Ring has suffered a data leak that exposed the personal information of more than 3,600 users, according to BuzzFeed News -- or did it? The security-camera maker denies its systems were breached.
Despite the public-relations nightmare that a recent string of reported "hacks" has birthed, I believe the Amazon-owned company is telling the truth. Here's why.
When I heard a bad actor hacked an 8-year-old's indoor Ring cam and claimed to be Santa Claus, I dug into the coverage of similar cases nationwide.
The common denominator among all the attacks was not that a malicious entity got into Ring's trove of personal data. It's that the "hackers" gained entry to Ring online accounts through the front door -- by using the legitimate users' previously compromised, reused passwords.

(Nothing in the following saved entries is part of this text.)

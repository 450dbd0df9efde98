/// Recommendation pipeline and assembler.
///
/// Pipeline per request: hybrid search (or its degraded form) completes first,
/// then only the returned candidates are scored for eligibility under a
/// bounded concurrency limit, then the eligible subset goes through stacking
/// optimization, and the assembler merges everything into a ranked, annotated
/// response. The whole request runs under one deadline; on expiry the
/// response is best-effort and flagged `truncated`.
use std::sync::Arc;
use std::time::{SystemTime, UNIX_EPOCH};

use futures::StreamExt;
use schemars::JsonSchema;
use serde::{Deserialize, Serialize};
use tokio::time::Instant;
use tracing::{info, warn};

use match_common::api::SearchFilters;

use crate::config::Config;
use crate::corpus::CorpusStore;
use crate::eligibility;
use crate::error::AppError;
use crate::model::{
    Confidence, EligibilityResult, ProjectProfile, StackCombination, StackingConflict,
};
use crate::search::{HybridSearchEngine, SearchRequest};
use crate::stacking::{self, CandidateProgram};

const DEFAULT_WEIGHT_SEMANTIC: f32 = 0.6;

#[derive(Debug, Clone, Serialize, Deserialize, JsonSchema)]
pub struct RankedProgram {
    pub program_id: String,
    pub name: String,
    pub score: f64,
    pub confidence: Confidence,
    pub estimated_value: f64,
    /// Bonus adders the project qualifies for, reported beside the base value.
    pub eligible_bonus_value: f64,
}

#[derive(Debug, Clone, Serialize, Deserialize, JsonSchema)]
pub struct RankedCombination {
    pub program_ids: Vec<String>,
    pub total_value: f64,
    pub is_optimal: bool,
    /// Lowest per-program confidence in the combination; the ranking tie-break.
    pub min_confidence: Confidence,
    pub programs: Vec<RankedProgram>,
    pub excluded: Vec<crate::model::ExcludedProgram>,
    pub rationale: String,
}

#[derive(Debug, Clone, Serialize, Deserialize, JsonSchema)]
pub struct RecommendResponse {
    /// Best combination first, then alternatives; ordered by total value
    /// descending, tie-broken by higher minimum confidence.
    pub combinations: Vec<RankedCombination>,
    pub conflicts: Vec<StackingConflict>,
    pub degraded: bool,
    pub truncated: bool,
    pub candidates_considered: usize,
    pub eligible_count: usize,
}

pub struct RecommendPipeline {
    corpus: Arc<CorpusStore>,
    search: Arc<HybridSearchEngine>,
    config: Config,
}

impl RecommendPipeline {
    pub fn new(corpus: Arc<CorpusStore>, search: Arc<HybridSearchEngine>, config: Config) -> Self {
        Self {
            corpus,
            search,
            config,
        }
    }

    pub async fn recommend(
        &self,
        profile: &ProjectProfile,
        k: usize,
    ) -> Result<RecommendResponse, AppError> {
        if profile.is_empty() {
            return Err(AppError::Validation(
                "project profile must have at least one populated field".to_string(),
            ));
        }
        let deadline = Instant::now() + self.config.request_deadline;

        // One snapshot for the whole request: scoring sees exactly the corpus
        // the search ran against.
        let snapshot = self.corpus.snapshot().await;

        let filters = SearchFilters {
            state: profile.state.clone(),
            sector: profile.sector.clone(),
            status: Some("active".to_string()),
        };
        let request = SearchRequest {
            query_text: None,
            profile: Some(profile.clone()),
            filters,
            k,
            weight_semantic: DEFAULT_WEIGHT_SEMANTIC,
        };
        let search_response = self.search.search(&request, Some(deadline)).await?;
        let degraded = search_response.degraded;
        let mut truncated = search_response.truncated;

        let candidates: Vec<_> = search_response
            .results
            .iter()
            .filter_map(|hit| {
                let record = snapshot.get(&hit.program_id);
                if record.is_none() {
                    warn!(program_id = %hit.program_id, "search hit missing from snapshot, skipping");
                }
                record.cloned()
            })
            .collect();
        let candidates_considered = candidates.len();

        let now_unix = unix_now();
        let mut scored: Vec<EligibilityResult> = Vec::with_capacity(candidates.len());
        let mut stream = futures::stream::iter(candidates.into_iter().map(|record| {
            let profile = profile.clone();
            async move { eligibility::score(&profile, &record, now_unix) }
        }))
        .buffer_unordered(self.config.scoring_concurrency);

        loop {
            match tokio::time::timeout_at(deadline, stream.next()).await {
                Ok(Some(result)) => scored.push(result),
                Ok(None) => break,
                Err(_) => {
                    warn!(
                        scored = scored.len(),
                        "request deadline hit during scoring, returning partial results"
                    );
                    truncated = true;
                    break;
                }
            }
        }

        let eligible = eligible_for_stacking(&scored, self.config.eligibility_floor);
        let eligible_count = eligible.len();

        let stacking_candidates: Vec<CandidateProgram> = eligible
            .iter()
            .filter_map(|result| {
                snapshot
                    .get(&result.program_id)
                    .map(|record| CandidateProgram::from_record(record, result.estimated_value))
            })
            .collect();
        let outcome = stacking::optimize(stacking_candidates);

        let combinations = assemble(&outcome.best, &outcome.alternatives, &scored);
        info!(
            candidates_considered,
            eligible_count,
            combinations = combinations.len(),
            degraded,
            truncated,
            "recommendation assembled"
        );

        Ok(RecommendResponse {
            combinations,
            conflicts: outcome.conflicts,
            degraded,
            truncated,
            candidates_considered,
            eligible_count,
        })
    }
}

/// Results at or above the floor go to the optimizer, zero-value ones
/// included: the optimizer reports those as excluded with a reason, and
/// filtering them out here would hide that diagnostic from the response.
fn eligible_for_stacking(scored: &[EligibilityResult], floor: f64) -> Vec<&EligibilityResult> {
    scored.iter().filter(|r| r.score >= floor).collect()
}

fn unix_now() -> i64 {
    SystemTime::now()
        .duration_since(UNIX_EPOCH)
        .map(|d| d.as_secs() as i64)
        .unwrap_or(0)
}

/// Merge stacking output with per-program eligibility into ranked combinations.
///
/// Ordering: total value descending; ties prefer the combination whose worst
/// per-program confidence is higher.
pub fn assemble(
    best: &StackCombination,
    alternatives: &[StackCombination],
    eligibility: &[EligibilityResult],
) -> Vec<RankedCombination> {
    let mut combinations: Vec<RankedCombination> =
        std::iter::once((best, true))
            .chain(alternatives.iter().map(|alt| (alt, false)))
            .map(|(combo, is_best)| annotate(combo, is_best, eligibility))
            .collect();

    combinations.sort_by(|a, b| {
        b.total_value
            .partial_cmp(&a.total_value)
            .unwrap_or(std::cmp::Ordering::Equal)
            .then_with(|| b.min_confidence.cmp(&a.min_confidence))
            .then_with(|| a.program_ids.cmp(&b.program_ids))
    });
    combinations
}

fn annotate(
    combo: &StackCombination,
    is_best: bool,
    eligibility: &[EligibilityResult],
) -> RankedCombination {
    let programs: Vec<RankedProgram> = combo
        .program_ids
        .iter()
        .filter_map(|id| eligibility.iter().find(|r| &r.program_id == id))
        .map(|result| RankedProgram {
            program_id: result.program_id.clone(),
            name: result.program_name.clone(),
            score: result.score,
            confidence: result.confidence,
            estimated_value: result.estimated_value,
            eligible_bonus_value: result
                .bonuses
                .iter()
                .filter(|b| b.eligible)
                .map(|b| b.value)
                .sum(),
        })
        .collect();

    let min_confidence = programs
        .iter()
        .map(|p| p.confidence)
        .min()
        .unwrap_or(Confidence::Low);

    let rationale = if combo.program_ids.is_empty() {
        "no compatible programs".to_string()
    } else {
        let kind = if is_best { "best stack" } else { "alternative stack" };
        let quality = if combo.is_optimal {
            "optimal"
        } else {
            "heuristic"
        };
        format!(
            "{kind}: {} compatible program(s) worth {:.0} ({quality})",
            combo.program_ids.len(),
            combo.total_value
        )
    };

    RankedCombination {
        program_ids: combo.program_ids.clone(),
        total_value: combo.total_value,
        is_optimal: combo.is_optimal,
        min_confidence,
        programs,
        excluded: combo.excluded.clone(),
        rationale,
    }
}

#[cfg(test)]
mod tests {
    use super::*;
    use crate::model::ExcludedProgram;

    fn eligibility(id: &str, score: f64, confidence: Confidence, value: f64) -> EligibilityResult {
        EligibilityResult {
            program_id: id.to_string(),
            program_name: format!("Program {id}"),
            score,
            dimensions: Vec::new(),
            missing_fields: Vec::new(),
            confidence,
            bonuses: Vec::new(),
            estimated_value: value,
        }
    }

    fn combo(ids: &[&str], value: f64) -> StackCombination {
        StackCombination {
            program_ids: ids.iter().map(|s| s.to_string()).collect(),
            total_value: value,
            is_optimal: true,
            excluded: Vec::new(),
        }
    }

    #[test]
    fn orders_by_value_then_min_confidence() {
        let results = vec![
            eligibility("a", 90.0, Confidence::High, 100.0),
            eligibility("b", 70.0, Confidence::Low, 100.0),
            eligibility("c", 85.0, Confidence::Medium, 100.0),
        ];
        let best = combo(&["a", "b"], 200.0);
        // Same value, but higher minimum confidence: should outrank the best
        // after sorting.
        let alt = combo(&["a", "c"], 200.0);
        let ranked = assemble(&best, &[alt], &results);
        assert_eq!(ranked[0].program_ids, vec!["a", "c"]);
        assert_eq!(ranked[0].min_confidence, Confidence::Medium);
        assert_eq!(ranked[1].min_confidence, Confidence::Low);
    }

    #[test]
    fn annotates_programs_and_bonuses() {
        let mut result = eligibility("a", 95.0, Confidence::High, 500.0);
        result.bonuses = vec![
            crate::model::BonusEligibility {
                name: "affordability".to_string(),
                eligible: true,
                value: 50.0,
            },
            crate::model::BonusEligibility {
                name: "energy-community".to_string(),
                eligible: false,
                value: 25.0,
            },
        ];
        let ranked = assemble(&combo(&["a"], 500.0), &[], &[result]);
        assert_eq!(ranked.len(), 1);
        let program = &ranked[0].programs[0];
        assert_eq!(program.eligible_bonus_value, 50.0);
        assert!(ranked[0].rationale.contains("best stack"));
        assert!(ranked[0].rationale.contains("optimal"));
    }

    #[test]
    fn empty_combination_has_diagnostic_rationale() {
        let mut empty = combo(&[], 0.0);
        empty.excluded.push(ExcludedProgram {
            program_id: "a".to_string(),
            reason: "contradictory exclusion rules leave no feasible selection".to_string(),
        });
        let ranked = assemble(&empty, &[], &[]);
        assert_eq!(ranked[0].rationale, "no compatible programs");
        assert_eq!(ranked[0].excluded.len(), 1);
    }

    #[test]
    fn zero_value_results_above_floor_reach_the_optimizer() {
        let scored = vec![
            eligibility("a", 80.0, Confidence::High, 0.0),
            eligibility("b", 75.0, Confidence::High, 500.0),
            eligibility("c", 20.0, Confidence::Low, 300.0),
        ];
        let eligible = eligible_for_stacking(&scored, 40.0);
        let ids: Vec<&str> = eligible.iter().map(|r| r.program_id.as_str()).collect();
        // "a" passes despite its zero value; the optimizer excludes it with a
        // reason the caller can see.
        assert_eq!(ids, vec!["a", "b"]);
        let outcome = stacking::optimize(
            eligible
                .iter()
                .map(|r| CandidateProgram {
                    id: r.program_id.clone(),
                    value: r.estimated_value,
                    categories: Vec::new(),
                    excludes: Vec::new(),
                    allows: Vec::new(),
                    cap: None,
                })
                .collect(),
        );
        let zero = outcome
            .best
            .excluded
            .iter()
            .find(|e| e.program_id == "a")
            .unwrap();
        assert!(zero.reason.contains("non-positive"));
    }

    #[test]
    fn heuristic_combinations_say_so() {
        let mut c = combo(&["a"], 10.0);
        c.is_optimal = false;
        let ranked = assemble(&c, &[], &[eligibility("a", 80.0, Confidence::High, 10.0)]);
        assert!(ranked[0].rationale.contains("heuristic"));
    }
}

The kind of data BuzzFeed News says was exposed in the data leak, such room names and payment information along with email address, passwords and time zones, could have come from a breach of Ring's systems.
As for how Ring-cam assailants got into those accounts, there are a number of ways to carry out such an attack. Most are alarmingly simple.
There's software circulating the internet, for example, that shuffles through username-and-password combinations compromised in previous data breaches until it finds a correct match.
A lucky guess could do the trick, too. That's why it's imperative to create a password that's long, strong and unique. We also recommended enabling two-factor authentication (2FA) both on Ring cameras and when any other company offers it.
But do I think Ring has taken enough steps to assure users their accounts are kept safe? Absolutely not.